Vascular endothelial growth factor (VEGF) promotes vascular permeability (VP) and neovascularization, and is required for development. We find that VEGF-stimulated Src activity in chick embryo blood vessels induces the coupling of focal adhesion kinase (FAK) to integrin alphavbeta5, a critical event in VEGF-mediated signaling and biological responsiveness. In contrast, FAK is constitutively associated with beta1 and beta3 integrins in the presence or absence of growth factors. In cultured endothelial cells, VEGF, but not basic fibroblast growth factor, promotes the Src-mediated phosphorylation of FAK on tyrosine 861, which contributes to the formation of a FAK/alphavbeta5 signaling complex. Moreover, formation of this FAK/alphavbeta5 complex is significantly reduced in pp60(C-SrC)-deficient mice.
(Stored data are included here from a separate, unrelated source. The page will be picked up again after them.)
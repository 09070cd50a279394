//! Which bank records still lack a reconciliation marker

use std::collections::HashSet;

use super::ReconcileTarget;
use crate::types::*;

/// Computes the pending subset of a statement against the ledger
#[derive(Debug, Clone, Copy)]
pub struct PendingResolver<'a> {
    target: &'a ReconcileTarget,
}

impl<'a> PendingResolver<'a> {
    pub fn new(target: &'a ReconcileTarget) -> Self {
        Self { target }
    }

    /// Records with no ledger posting at the target account marked with their id
    ///
    /// Order of `records` is preserved. Entries without metadata simply do
    /// not count as reconciling anything.
    pub fn resolve<'r, I>(&self, records: I, entries: &[LedgerEntry]) -> Vec<&'r TransactionRecord>
    where
        I: IntoIterator<Item = &'r TransactionRecord>,
    {
        let reconciled = self.reconciled_ids(entries);
        let pending: Vec<_> = records
            .into_iter()
            .filter(|record| !reconciled.contains(record.id.as_str()))
            .collect();
        tracing::debug!(
            account = %self.target.account,
            reconciled = reconciled.len(),
            pending = pending.len(),
            "resolved pending records"
        );
        pending
    }

    /// Whether a single record is still pending
    pub fn is_pending(&self, record: &TransactionRecord, entries: &[LedgerEntry]) -> bool {
        !entries.iter().any(|entry| {
            entry.reconciles(
                &self.target.account,
                self.target.statement_account.as_deref(),
                &record.id,
            )
        })
    }

    fn reconciled_ids<'e>(&self, entries: &'e [LedgerEntry]) -> HashSet<&'e str> {
        let account = self.target.account.as_str();
        let statement_account = self.target.statement_account.as_deref();
        let mut ids = HashSet::new();

        for entry in entries {
            for posting in &entry.postings {
                if posting.account == account {
                    if let Some(rec) = posting.meta.rec.as_deref() {
                        ids.insert(rec);
                    }
                }
            }
            if let (Some(meta_account), Some(id)) = (&entry.meta.account, &entry.meta.id) {
                if meta_account == account || Some(meta_account.as_str()) == statement_account {
                    ids.insert(id.as_str());
                }
            }
        }
        ids
    }
}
Supporting these results, mice deficient in either pp60(C-SrC), or integrin beta5, but not integrin beta3, have a reduced VP response to VEGF. This FAK/alphavbeta5 complex was also detected in epidermal growth factor-stimulated epithelial cells, suggesting a function for this complex outside the endothelium. Our findings indicate that Src can coordinate specific growth factor and extracellular matrix inputs by recruiting integrin alphavbeta5 into a FAK-containing signaling complex during growth factor-mediated biological responses.